[Opening DATA LISTING section]

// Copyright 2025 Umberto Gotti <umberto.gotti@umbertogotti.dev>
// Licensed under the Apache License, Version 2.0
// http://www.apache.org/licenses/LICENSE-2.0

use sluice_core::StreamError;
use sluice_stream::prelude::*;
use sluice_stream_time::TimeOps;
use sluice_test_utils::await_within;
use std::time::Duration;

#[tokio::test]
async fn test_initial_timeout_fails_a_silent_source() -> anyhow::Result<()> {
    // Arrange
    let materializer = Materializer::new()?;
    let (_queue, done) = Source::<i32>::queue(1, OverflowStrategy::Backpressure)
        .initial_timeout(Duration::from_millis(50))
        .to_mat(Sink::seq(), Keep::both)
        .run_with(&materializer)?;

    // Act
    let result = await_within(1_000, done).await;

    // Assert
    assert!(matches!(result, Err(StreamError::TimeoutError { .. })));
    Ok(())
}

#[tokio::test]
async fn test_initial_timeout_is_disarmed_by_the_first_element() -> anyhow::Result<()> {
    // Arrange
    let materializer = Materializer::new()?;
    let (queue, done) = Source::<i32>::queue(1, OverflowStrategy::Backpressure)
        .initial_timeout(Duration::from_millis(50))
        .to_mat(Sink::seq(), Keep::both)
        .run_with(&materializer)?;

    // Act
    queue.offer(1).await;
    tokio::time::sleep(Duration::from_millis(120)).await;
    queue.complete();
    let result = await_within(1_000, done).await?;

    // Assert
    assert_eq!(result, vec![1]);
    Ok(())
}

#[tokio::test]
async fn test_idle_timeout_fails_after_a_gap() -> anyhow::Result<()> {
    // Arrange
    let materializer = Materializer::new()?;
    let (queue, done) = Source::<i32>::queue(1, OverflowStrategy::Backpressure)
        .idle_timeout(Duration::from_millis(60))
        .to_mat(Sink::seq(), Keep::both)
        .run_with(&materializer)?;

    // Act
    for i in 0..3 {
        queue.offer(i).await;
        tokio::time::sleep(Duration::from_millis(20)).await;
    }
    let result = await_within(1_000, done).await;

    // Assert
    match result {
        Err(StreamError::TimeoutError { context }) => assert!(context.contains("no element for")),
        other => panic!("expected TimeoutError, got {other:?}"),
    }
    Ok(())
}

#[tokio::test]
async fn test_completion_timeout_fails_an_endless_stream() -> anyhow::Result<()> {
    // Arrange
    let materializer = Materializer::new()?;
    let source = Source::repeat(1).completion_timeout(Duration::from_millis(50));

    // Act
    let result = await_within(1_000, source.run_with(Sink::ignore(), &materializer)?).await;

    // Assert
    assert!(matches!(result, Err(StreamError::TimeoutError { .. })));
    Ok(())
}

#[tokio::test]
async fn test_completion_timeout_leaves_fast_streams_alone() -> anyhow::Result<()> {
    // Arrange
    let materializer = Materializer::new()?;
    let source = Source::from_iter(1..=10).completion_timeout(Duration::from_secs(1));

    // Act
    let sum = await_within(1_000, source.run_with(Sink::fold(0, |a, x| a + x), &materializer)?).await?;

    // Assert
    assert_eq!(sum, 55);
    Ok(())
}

[Closing DATA LISTING section]
[Opening DATA LISTING section]

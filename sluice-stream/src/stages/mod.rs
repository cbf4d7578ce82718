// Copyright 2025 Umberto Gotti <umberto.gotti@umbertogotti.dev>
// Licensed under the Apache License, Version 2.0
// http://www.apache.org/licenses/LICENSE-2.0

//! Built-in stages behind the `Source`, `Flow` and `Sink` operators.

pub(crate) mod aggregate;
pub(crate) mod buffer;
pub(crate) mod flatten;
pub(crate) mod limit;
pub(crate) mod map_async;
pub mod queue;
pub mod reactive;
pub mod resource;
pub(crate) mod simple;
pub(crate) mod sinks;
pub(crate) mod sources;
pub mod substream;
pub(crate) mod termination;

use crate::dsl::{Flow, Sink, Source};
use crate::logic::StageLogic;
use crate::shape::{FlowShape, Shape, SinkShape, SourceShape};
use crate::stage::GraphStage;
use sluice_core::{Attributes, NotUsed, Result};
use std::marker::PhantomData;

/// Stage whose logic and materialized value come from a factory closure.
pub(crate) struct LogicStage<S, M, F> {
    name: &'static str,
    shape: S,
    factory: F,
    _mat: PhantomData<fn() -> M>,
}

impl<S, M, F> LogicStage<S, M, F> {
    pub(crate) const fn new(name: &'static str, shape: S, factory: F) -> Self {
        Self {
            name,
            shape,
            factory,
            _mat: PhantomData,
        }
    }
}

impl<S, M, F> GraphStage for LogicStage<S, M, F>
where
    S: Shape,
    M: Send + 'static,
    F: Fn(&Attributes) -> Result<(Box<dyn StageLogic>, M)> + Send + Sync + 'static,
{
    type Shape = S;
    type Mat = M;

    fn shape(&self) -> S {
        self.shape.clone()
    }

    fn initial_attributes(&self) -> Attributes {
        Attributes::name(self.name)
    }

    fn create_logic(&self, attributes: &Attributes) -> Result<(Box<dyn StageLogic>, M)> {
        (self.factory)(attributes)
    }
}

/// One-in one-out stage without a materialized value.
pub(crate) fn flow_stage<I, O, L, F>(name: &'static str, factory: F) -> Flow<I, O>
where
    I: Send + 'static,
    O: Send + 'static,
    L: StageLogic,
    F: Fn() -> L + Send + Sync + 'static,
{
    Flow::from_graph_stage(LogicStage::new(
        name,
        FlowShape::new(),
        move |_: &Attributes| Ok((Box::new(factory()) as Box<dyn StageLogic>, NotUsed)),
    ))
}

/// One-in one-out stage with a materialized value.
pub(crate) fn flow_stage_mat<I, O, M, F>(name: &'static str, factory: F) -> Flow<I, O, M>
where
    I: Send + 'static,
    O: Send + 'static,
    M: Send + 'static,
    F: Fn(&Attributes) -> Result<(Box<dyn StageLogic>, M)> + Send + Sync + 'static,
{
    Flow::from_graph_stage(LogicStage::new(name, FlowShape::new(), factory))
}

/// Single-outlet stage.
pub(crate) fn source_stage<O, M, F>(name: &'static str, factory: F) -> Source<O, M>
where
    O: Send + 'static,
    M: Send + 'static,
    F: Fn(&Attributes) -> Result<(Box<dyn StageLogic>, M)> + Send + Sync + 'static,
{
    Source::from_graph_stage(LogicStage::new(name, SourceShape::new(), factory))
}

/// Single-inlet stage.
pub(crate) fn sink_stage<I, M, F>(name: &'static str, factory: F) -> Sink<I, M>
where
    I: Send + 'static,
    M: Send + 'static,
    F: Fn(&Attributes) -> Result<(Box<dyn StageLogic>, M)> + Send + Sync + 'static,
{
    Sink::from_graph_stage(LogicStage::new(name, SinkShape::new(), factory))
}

[Closing DATA LISTING section]

### ABOUT THIS EXERCISE
What belongs in the answer is each line of the data that has the word "GraphStage".

### SOLUTION TO THIS TASK
use crate::stage::GraphStage;
impl<S, M, F> GraphStage for LogicStage<S, M, F>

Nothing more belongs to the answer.